A study out of the University of Toronto says that both sons and daughters of divorced parents are “significantly more likely to initiate smoking in comparison to their peers from intact families.” I come from a divorced family and I smoked for a time. Hmm.

This University of Toronto study, published online this month in the journal Public Health, shows that men who experienced parental divorce before they turned 18 had 48-per-cent higher odds of ever smoking 100 or more cigarettes than men whose parents did not divorce. Women from divorced families were also at risk, with 39-per-cent higher odds of smoking in comparison to women from intact families.

The “100 cigarettes” thing is throwing me off a little. Are you a smoker if you’ve smoked 100 cigarettes in your lifetime? As a former smoker, I would say “no.” A non-smoker would probably say “yes.” I think we’ve all had friends who pick on us for smoking and then just randomly bum cigarettes at the weirdest times. A hundred times is kind of a lot though. Okay – maybe the 100 cigarettes litmus test makes sense.

There are so many other factors involved in why someone would initiate smoking – it seems  a little unbelievable to say that not coming from an “intact” family is a major cause.

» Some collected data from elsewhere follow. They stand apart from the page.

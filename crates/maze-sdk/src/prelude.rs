//! Prelude - 常用类型的便捷导入
//!
//! ```rust
//! use maze_sdk::prelude::*;
//! ```

// 阶段门与配置
pub use maze_control::{
    ControlConfig, ExecutionReport, ExplorationReport, FinishPolicy, MazeSession, MazeSolver,
};

// 硬件接口
pub use maze_hal::{LineReading, LineRobot};

// 地图类型
pub use maze_map::{Direction, Grid, Path, PathSegment, Position, Turn};

// 仿真
#[cfg(feature = "mock")]
pub use maze_hal::mock::{SimConfig, SimMaze, SimRobot, random_tree};

// 错误类型
pub use maze_control::ControlError;
pub use maze_map::MapError;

But apparently it is:

“We had anticipated that the association between parental divorce and smoking would have been explained by one or more of three plausible factors, such as lower levels of education or adult income among the children of divorce; adult mental health issues, such as depression or anxiety among the children of divorce, or other co-occurring early childhood traumas, such as parental addictions or childhood physical, sexual or emotional abuse.

“Each of these characteristics has been shown in other studies to be linked with smoking initiation. However, even when we took all these factors into account, a strong and significant association between parental divorce and smoking remained.”

Divorce is traumatic. I just have to believe that in many cases it is better for children than two parents that can’t get along staying together. From ensuring that your child won’t go to church, to ensuring that they will ruin their lungs – there is no shortage of studies that make a divorced parent feel even worse. Lucky for me – I enjoy the company of smoking heathens.

(photo: Jessmine/


  1. once upon a time

    March 31, 2013 at 9:38 pm

    Sigh. I want to say something like, “You know they’re not doing the study just to shame parents,” but it’s been said so many times that we’re just flogging a dead horse now.

    And let me be the first to present some anecdata – I started smoking when I was fourteen because of my parents bad marriage and subsequent divorce. I’m not blaming or shaming them – they were great parents and ultimately it was my decision to choose that particular outlet for my anger/frustration/all round bad feelings – but yeah. That was the reason. It was a combination of feeling completely stressed out over their fighting (pre and post divorce – you think once they’re living apart the fighting will stop but nope, they just put you in the middle of it) and having less parental supervision. If they’d had a Brady Bunch marriage, things would have been completely different.

  2. CortCab

    April 1, 2013 at 3:59 am

    I completely agree that divorce is sometimes what’s best for the children/family even though most of my friends from “traditional” families think I’m crazy when I say so. My parents divorced when I was 13, and it allowed everyone in my family to be so much happier. And we have better relationships with each other. Also, I’m not a smoker, not that it matters.
    I find these “studies” so ridiculous. I look forward to an upcoming article entitled “No Matter What You Do, You’re Going to Screw Your Kids Up”.